Work to be completed: Of the lines below, write out exactly those from the line with "assert!(!clamp_stock(&mut fine, dec!(2000)));" through the line with "1, so ids are", both included, and skip the rest.

Data to process:
Content starts

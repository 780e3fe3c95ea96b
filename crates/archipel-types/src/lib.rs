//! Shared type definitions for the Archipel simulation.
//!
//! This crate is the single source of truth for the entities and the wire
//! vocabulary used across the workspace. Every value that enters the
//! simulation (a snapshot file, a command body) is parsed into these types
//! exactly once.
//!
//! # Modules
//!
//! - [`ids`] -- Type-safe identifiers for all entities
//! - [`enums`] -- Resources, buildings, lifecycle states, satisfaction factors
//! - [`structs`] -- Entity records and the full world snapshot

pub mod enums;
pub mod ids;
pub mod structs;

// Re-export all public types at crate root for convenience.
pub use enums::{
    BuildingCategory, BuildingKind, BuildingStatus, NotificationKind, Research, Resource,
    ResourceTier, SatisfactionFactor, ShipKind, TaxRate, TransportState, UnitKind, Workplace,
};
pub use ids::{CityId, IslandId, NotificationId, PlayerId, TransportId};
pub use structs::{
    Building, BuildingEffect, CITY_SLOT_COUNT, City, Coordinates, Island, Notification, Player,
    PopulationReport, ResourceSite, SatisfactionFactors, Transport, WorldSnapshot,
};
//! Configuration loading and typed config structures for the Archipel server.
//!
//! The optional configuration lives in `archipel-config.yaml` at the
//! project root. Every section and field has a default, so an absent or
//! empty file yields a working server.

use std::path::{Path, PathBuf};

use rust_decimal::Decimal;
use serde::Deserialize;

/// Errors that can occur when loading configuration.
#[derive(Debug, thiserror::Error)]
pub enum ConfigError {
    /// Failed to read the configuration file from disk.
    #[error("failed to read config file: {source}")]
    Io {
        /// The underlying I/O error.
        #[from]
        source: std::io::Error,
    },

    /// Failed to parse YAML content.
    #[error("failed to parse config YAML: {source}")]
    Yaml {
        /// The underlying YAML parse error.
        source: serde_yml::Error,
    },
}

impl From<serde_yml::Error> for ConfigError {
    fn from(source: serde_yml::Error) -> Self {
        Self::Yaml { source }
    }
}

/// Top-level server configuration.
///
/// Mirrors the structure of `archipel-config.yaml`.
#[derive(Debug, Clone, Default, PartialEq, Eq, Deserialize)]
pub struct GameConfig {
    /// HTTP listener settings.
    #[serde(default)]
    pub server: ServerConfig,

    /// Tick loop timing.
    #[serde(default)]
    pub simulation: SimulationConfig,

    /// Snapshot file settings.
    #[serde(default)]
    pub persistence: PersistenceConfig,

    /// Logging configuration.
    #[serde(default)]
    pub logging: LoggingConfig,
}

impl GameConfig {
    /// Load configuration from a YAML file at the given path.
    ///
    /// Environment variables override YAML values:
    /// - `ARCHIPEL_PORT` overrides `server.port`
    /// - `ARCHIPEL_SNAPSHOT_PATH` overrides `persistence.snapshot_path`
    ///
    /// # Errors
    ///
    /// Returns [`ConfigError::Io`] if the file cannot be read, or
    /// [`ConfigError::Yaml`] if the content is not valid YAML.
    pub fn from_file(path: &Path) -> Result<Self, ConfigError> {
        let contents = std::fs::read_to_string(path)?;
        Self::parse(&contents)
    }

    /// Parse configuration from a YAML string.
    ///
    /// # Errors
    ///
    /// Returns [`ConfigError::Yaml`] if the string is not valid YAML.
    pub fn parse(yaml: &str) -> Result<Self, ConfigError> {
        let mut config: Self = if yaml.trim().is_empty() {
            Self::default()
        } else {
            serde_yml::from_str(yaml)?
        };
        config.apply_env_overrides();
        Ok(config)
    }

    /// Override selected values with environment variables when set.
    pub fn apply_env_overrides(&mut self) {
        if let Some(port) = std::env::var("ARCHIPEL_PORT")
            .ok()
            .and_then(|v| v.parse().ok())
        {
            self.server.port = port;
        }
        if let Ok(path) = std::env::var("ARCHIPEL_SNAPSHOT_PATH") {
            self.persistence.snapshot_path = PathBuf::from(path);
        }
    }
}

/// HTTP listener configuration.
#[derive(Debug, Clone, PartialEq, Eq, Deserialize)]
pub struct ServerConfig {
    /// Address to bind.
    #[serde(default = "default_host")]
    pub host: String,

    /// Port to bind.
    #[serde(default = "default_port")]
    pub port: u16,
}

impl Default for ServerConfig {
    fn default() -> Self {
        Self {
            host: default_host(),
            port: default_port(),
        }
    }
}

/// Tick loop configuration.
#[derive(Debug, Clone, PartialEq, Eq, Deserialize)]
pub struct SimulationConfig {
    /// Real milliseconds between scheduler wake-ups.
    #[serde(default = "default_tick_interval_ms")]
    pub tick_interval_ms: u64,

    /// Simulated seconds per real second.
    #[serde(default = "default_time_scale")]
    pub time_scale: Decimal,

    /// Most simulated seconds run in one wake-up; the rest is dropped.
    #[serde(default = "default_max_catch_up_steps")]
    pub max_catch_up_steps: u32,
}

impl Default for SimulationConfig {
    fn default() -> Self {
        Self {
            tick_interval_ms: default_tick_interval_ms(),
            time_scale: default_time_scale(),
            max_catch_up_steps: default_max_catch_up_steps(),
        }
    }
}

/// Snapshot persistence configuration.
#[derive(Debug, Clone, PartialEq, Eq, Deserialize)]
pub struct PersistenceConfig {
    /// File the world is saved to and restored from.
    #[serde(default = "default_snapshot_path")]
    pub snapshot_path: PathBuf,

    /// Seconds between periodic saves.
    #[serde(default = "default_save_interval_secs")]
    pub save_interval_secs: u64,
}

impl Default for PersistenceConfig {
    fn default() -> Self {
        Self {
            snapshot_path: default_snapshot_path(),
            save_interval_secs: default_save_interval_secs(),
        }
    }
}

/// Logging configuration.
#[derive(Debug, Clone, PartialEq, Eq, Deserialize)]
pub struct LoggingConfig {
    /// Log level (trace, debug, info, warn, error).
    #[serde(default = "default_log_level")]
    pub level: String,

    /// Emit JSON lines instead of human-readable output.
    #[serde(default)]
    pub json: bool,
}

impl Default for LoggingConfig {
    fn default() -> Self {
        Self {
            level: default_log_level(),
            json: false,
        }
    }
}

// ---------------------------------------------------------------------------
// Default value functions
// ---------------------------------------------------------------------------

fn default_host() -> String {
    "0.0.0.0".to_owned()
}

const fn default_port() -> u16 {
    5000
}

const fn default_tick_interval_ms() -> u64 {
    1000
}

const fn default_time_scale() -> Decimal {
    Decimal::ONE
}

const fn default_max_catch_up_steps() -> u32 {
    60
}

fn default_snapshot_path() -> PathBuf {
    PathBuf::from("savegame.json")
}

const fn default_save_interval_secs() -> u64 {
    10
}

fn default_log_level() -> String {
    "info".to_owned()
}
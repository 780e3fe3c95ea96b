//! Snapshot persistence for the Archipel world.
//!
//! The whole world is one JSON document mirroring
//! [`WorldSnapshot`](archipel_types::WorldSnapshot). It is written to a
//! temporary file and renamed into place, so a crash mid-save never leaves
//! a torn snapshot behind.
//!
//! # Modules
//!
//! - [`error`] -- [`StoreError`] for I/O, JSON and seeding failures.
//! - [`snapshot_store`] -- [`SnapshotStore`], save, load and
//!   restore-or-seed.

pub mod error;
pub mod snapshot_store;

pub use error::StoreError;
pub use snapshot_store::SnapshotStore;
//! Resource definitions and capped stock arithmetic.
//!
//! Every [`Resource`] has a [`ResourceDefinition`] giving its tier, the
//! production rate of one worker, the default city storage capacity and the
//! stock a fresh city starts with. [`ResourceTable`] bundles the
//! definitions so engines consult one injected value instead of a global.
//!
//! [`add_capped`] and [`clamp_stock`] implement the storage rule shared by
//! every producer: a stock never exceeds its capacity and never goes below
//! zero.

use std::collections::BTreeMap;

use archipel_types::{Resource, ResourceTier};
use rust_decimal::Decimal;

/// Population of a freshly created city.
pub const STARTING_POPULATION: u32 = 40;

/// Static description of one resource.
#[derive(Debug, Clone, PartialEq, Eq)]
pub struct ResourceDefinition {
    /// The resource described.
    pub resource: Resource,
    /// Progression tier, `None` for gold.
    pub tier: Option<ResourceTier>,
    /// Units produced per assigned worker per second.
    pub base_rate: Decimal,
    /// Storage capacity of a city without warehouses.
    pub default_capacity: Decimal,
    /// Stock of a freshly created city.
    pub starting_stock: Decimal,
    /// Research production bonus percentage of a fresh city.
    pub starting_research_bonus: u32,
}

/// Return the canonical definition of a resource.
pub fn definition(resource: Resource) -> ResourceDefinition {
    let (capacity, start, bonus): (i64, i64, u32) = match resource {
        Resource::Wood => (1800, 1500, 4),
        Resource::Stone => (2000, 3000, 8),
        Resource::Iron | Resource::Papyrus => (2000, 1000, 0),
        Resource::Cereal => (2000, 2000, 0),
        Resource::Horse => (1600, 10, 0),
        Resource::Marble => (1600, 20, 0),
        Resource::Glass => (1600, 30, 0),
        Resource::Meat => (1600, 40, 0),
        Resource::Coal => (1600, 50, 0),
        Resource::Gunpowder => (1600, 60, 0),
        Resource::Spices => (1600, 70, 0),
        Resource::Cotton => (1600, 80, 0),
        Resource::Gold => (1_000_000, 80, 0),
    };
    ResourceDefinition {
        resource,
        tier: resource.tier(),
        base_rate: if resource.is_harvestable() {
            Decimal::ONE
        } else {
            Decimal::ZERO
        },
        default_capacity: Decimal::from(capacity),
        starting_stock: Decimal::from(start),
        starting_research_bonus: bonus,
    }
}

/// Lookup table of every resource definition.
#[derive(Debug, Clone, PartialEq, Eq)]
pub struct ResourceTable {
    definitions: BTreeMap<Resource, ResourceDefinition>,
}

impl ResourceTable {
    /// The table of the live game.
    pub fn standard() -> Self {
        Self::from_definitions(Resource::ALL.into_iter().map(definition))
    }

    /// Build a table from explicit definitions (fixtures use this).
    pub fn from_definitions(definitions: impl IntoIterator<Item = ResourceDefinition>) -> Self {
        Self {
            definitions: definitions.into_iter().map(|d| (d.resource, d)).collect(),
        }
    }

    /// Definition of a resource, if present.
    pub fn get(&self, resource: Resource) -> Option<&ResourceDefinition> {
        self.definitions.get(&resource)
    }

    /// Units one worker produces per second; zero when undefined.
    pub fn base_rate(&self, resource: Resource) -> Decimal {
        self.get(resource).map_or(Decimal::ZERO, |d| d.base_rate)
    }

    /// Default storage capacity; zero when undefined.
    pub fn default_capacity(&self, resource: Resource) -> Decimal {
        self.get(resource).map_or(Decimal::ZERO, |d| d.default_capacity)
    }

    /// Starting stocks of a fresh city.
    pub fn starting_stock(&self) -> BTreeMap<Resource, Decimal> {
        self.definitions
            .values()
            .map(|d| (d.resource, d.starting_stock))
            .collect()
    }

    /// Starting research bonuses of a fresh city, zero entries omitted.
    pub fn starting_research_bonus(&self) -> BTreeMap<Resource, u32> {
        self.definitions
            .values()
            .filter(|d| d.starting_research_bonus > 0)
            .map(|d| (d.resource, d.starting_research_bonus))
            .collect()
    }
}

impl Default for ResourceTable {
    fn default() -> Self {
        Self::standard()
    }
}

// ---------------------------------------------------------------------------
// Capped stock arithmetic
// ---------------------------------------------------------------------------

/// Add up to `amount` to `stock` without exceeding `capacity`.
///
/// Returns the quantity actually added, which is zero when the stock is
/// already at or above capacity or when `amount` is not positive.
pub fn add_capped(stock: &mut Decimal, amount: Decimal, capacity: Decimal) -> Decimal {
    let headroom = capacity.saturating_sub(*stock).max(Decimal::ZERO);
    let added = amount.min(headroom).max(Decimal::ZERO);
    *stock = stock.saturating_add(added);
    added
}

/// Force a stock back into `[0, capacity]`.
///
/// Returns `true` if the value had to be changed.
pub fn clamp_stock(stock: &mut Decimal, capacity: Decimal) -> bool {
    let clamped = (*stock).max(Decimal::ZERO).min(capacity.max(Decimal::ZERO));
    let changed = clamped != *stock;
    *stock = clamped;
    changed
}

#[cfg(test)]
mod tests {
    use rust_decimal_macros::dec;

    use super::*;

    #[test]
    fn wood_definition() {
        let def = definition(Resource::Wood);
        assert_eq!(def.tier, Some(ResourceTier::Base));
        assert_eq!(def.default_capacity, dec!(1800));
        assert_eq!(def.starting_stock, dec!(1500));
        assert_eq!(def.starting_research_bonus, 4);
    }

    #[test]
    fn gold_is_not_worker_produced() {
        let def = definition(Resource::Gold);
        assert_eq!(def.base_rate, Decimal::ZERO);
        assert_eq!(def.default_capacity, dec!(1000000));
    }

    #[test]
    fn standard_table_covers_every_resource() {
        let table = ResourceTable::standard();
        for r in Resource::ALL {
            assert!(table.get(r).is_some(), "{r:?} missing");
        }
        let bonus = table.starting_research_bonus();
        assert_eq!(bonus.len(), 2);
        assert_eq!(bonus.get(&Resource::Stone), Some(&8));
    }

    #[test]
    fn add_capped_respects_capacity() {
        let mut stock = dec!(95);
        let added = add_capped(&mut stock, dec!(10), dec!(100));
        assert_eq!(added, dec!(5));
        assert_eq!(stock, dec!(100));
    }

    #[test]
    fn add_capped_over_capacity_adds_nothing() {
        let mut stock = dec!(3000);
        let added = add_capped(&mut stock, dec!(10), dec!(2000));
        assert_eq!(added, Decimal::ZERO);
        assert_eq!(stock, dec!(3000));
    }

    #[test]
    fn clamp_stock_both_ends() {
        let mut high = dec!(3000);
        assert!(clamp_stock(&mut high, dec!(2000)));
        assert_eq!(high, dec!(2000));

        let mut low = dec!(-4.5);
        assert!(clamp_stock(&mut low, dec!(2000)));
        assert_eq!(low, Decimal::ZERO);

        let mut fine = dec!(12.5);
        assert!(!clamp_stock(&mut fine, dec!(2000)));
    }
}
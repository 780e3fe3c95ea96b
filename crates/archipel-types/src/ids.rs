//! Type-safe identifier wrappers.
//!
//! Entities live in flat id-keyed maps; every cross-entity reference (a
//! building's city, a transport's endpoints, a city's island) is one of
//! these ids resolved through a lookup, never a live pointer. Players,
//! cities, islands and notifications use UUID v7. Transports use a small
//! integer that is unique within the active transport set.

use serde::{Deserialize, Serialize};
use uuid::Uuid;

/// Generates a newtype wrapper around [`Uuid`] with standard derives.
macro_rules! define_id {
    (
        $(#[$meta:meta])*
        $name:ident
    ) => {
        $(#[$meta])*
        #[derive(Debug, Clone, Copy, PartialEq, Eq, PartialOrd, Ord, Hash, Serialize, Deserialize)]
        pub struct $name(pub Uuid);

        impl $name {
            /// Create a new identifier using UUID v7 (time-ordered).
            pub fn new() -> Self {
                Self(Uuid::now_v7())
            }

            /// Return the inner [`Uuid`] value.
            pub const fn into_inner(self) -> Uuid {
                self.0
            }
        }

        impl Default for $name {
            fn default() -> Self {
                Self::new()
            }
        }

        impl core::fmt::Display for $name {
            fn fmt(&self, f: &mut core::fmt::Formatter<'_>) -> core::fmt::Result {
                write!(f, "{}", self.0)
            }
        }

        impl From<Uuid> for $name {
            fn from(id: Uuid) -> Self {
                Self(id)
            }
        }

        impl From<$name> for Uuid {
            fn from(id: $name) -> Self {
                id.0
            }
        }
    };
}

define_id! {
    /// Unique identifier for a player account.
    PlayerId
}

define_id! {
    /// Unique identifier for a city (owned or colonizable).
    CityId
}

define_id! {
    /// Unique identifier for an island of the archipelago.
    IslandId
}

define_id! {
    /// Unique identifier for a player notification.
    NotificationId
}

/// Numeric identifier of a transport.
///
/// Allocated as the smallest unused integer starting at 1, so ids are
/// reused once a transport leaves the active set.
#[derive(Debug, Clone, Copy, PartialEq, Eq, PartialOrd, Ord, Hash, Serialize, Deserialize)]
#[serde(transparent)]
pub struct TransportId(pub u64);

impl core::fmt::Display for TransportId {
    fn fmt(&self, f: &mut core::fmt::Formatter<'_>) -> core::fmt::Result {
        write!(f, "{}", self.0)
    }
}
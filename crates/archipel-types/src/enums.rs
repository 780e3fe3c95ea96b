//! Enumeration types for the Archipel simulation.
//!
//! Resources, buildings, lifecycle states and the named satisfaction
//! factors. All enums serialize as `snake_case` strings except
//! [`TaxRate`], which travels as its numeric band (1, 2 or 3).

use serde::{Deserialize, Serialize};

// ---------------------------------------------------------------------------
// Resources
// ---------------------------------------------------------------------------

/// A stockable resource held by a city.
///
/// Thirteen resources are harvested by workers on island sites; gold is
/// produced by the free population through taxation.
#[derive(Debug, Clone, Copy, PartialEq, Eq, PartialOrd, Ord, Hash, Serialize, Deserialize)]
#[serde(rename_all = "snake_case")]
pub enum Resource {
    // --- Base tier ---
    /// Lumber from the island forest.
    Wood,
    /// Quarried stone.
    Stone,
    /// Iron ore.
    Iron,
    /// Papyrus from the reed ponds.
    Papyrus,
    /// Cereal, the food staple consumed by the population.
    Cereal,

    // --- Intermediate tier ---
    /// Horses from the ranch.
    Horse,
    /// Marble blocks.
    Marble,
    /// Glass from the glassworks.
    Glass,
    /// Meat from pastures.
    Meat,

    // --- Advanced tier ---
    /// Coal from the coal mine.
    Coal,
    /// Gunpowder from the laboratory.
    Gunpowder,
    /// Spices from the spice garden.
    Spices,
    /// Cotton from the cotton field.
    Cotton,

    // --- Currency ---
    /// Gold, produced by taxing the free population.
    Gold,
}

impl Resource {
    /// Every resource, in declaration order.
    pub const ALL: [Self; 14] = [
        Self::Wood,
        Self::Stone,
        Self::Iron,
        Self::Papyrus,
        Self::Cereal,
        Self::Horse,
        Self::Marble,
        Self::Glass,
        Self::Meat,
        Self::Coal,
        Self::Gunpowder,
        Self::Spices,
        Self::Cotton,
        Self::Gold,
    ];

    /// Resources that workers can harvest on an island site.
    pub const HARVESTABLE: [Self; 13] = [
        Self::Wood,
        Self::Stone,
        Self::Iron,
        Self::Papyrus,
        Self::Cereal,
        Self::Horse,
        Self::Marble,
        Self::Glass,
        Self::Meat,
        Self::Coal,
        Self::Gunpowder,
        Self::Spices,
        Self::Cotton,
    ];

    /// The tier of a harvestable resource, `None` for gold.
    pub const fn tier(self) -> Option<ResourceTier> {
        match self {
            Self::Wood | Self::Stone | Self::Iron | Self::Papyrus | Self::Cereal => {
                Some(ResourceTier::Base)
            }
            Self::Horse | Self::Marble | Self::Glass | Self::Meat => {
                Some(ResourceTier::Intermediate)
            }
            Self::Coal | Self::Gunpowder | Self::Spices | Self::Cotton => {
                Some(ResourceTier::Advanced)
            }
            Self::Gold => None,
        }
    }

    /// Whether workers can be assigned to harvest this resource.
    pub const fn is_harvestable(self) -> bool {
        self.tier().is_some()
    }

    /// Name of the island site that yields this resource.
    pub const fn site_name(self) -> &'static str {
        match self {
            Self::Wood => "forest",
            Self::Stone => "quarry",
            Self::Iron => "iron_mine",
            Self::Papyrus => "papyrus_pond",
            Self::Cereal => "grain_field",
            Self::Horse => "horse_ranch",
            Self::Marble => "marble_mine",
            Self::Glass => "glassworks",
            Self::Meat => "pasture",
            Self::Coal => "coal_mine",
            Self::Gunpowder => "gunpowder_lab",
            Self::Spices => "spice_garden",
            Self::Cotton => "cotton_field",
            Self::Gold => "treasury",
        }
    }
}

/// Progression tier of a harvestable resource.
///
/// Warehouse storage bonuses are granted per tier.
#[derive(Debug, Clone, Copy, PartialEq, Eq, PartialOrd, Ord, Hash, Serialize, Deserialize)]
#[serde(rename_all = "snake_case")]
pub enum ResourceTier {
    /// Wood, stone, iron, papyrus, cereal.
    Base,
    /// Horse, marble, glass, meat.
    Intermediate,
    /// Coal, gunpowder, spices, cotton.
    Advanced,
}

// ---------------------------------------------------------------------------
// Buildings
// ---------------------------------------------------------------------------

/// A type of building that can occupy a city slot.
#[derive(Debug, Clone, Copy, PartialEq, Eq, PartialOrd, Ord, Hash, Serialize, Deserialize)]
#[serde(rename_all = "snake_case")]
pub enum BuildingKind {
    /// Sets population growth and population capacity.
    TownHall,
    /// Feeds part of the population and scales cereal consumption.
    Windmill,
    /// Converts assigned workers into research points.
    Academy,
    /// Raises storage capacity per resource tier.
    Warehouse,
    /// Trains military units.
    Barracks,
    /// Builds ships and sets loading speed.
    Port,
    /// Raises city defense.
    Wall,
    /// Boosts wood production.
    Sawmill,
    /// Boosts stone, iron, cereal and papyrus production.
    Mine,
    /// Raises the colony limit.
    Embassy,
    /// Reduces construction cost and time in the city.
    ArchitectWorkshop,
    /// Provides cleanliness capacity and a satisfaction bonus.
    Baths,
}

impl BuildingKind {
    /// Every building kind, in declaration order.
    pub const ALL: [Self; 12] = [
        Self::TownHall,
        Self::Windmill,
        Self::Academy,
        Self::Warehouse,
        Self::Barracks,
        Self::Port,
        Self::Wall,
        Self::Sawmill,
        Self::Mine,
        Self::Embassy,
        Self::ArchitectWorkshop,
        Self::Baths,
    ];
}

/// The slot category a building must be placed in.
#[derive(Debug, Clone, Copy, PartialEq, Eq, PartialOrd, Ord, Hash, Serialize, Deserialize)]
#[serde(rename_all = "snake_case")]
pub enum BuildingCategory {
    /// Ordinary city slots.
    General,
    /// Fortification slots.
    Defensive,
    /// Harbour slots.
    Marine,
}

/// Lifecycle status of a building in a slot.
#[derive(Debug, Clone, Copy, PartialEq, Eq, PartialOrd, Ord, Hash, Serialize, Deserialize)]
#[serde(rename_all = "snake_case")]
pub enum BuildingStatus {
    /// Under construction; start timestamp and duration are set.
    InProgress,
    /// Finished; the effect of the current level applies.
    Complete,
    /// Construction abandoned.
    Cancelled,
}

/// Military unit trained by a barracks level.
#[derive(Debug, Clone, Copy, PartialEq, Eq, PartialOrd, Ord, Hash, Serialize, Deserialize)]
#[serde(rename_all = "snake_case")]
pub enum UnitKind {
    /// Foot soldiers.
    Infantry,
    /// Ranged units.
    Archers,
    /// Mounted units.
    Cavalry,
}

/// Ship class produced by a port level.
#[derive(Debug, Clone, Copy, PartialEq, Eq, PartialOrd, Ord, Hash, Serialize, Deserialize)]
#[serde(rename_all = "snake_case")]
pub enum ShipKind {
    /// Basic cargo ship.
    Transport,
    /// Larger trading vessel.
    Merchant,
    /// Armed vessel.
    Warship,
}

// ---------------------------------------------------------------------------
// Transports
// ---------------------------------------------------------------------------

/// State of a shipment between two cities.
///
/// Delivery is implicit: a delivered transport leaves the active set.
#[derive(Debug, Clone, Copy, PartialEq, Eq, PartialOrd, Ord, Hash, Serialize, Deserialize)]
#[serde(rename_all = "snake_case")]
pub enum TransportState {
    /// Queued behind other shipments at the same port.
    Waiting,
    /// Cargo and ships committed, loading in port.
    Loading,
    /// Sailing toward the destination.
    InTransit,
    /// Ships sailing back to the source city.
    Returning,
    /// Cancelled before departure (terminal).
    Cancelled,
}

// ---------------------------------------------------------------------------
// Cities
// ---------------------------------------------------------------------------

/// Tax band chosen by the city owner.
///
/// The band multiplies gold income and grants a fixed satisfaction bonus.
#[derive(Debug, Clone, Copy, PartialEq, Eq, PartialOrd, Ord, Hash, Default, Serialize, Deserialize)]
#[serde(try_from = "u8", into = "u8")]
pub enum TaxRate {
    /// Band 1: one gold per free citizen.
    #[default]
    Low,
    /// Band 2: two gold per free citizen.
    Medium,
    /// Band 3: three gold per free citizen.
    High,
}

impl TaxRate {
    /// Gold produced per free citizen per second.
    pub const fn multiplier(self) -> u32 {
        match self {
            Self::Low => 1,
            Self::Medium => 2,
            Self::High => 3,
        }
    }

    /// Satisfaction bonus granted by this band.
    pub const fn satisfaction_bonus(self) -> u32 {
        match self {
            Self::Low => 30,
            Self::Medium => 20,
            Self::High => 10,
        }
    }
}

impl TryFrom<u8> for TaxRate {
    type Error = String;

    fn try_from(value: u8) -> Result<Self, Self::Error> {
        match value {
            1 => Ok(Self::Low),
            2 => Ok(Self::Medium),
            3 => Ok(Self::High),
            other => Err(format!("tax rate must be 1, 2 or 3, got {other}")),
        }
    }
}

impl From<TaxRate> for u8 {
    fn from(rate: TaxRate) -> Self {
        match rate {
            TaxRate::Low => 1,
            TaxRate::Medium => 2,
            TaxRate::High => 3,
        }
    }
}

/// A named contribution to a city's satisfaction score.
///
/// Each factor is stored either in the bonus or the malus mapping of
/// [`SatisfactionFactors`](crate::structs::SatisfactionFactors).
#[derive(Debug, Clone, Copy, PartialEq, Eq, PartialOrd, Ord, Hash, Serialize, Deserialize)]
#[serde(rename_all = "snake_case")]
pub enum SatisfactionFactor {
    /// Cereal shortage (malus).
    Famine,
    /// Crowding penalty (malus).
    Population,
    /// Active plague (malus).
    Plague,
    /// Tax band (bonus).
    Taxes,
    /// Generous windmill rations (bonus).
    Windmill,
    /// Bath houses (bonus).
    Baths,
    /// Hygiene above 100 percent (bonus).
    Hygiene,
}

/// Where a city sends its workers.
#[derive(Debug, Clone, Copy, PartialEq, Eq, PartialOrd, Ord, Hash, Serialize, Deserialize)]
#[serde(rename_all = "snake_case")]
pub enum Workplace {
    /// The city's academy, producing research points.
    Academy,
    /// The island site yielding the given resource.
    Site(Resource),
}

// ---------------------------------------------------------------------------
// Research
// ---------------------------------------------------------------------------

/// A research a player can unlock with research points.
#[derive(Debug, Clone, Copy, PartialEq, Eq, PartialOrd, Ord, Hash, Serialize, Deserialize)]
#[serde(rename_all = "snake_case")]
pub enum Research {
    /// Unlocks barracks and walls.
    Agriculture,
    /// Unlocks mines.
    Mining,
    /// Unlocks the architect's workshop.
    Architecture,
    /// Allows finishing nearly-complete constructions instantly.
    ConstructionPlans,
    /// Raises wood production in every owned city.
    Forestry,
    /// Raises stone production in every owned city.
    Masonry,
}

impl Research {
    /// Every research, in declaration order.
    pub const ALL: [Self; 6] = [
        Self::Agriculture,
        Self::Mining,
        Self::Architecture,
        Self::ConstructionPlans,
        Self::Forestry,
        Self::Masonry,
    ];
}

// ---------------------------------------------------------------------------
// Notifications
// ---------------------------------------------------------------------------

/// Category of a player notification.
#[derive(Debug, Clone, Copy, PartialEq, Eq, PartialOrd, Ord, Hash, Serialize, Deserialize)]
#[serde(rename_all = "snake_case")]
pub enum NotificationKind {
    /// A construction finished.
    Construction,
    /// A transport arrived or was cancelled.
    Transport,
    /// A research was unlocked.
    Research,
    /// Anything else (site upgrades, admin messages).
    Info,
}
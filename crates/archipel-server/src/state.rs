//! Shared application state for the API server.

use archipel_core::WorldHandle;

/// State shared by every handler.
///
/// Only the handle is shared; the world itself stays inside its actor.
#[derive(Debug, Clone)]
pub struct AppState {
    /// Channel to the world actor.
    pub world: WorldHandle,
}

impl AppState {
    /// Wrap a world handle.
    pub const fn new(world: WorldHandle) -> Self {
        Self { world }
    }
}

Content ends

Response to this exercise:
        assert!(!clamp_stock(&mut fine, dec!(2000)));
    }
}
repository 780e3fe3c95ea96b
filename crates/archipel-types/src/ids.rs
//! Type-safe identifier wrappers.
//!
//! Entities live in flat id-keyed maps; every cross-entity reference (a
//! building's city, a transport's endpoints, a city's island) is one of
//! these ids resolved through a lookup, never a live pointer. Players,
//! cities, islands and notifications use UUID v7. Transports use a small
//! integer that is unique within the active transport set.

use serde::{Deserialize, Serialize};
use uuid::Uuid;

/// Generates a newtype wrapper around [`Uuid`] with standard derives.
macro_rules! define_id {
    (
        $(#[$meta:meta])*
        $name:ident
    ) => {
        $(#[$meta])*
        #[derive(Debug, Clone, Copy, PartialEq, Eq, PartialOrd, Ord, Hash, Serialize, Deserialize)]
        pub struct $name(pub Uuid);

        impl $name {
            /// Create a new identifier using UUID v7 (time-ordered).
            pub fn new() -> Self {
                Self(Uuid::now_v7())
            }

            /// Return the inner [`Uuid`] value.
            pub const fn into_inner(self) -> Uuid {
                self.0
            }
        }

        impl Default for $name {
            fn default() -> Self {
                Self::new()
            }
        }

        impl core::fmt::Display for $name {
            fn fmt(&self, f: &mut core::fmt::Formatter<'_>) -> core::fmt::Result {
                write!(f, "{}", self.0)
            }
        }

        impl From<Uuid> for $name {
            fn from(id: Uuid) -> Self {
                Self(id)
            }
        }

        impl From<$name> for Uuid {
            fn from(id: $name) -> Self {
                id.0
            }
        }
    };
}

define_id! {
    /// Unique identifier for a player account.
    PlayerId
}

define_id! {
    /// Unique identifier for a city (owned or colonizable).
    CityId
}

define_id! {
    /// Unique identifier for an island of the archipelago.
    IslandId
}

define_id! {
    /// Unique identifier for a player notification.
    NotificationId
}

/// Numeric identifier of a transport.
///
/// Allocated as the smallest unused integer starting at 1, so ids are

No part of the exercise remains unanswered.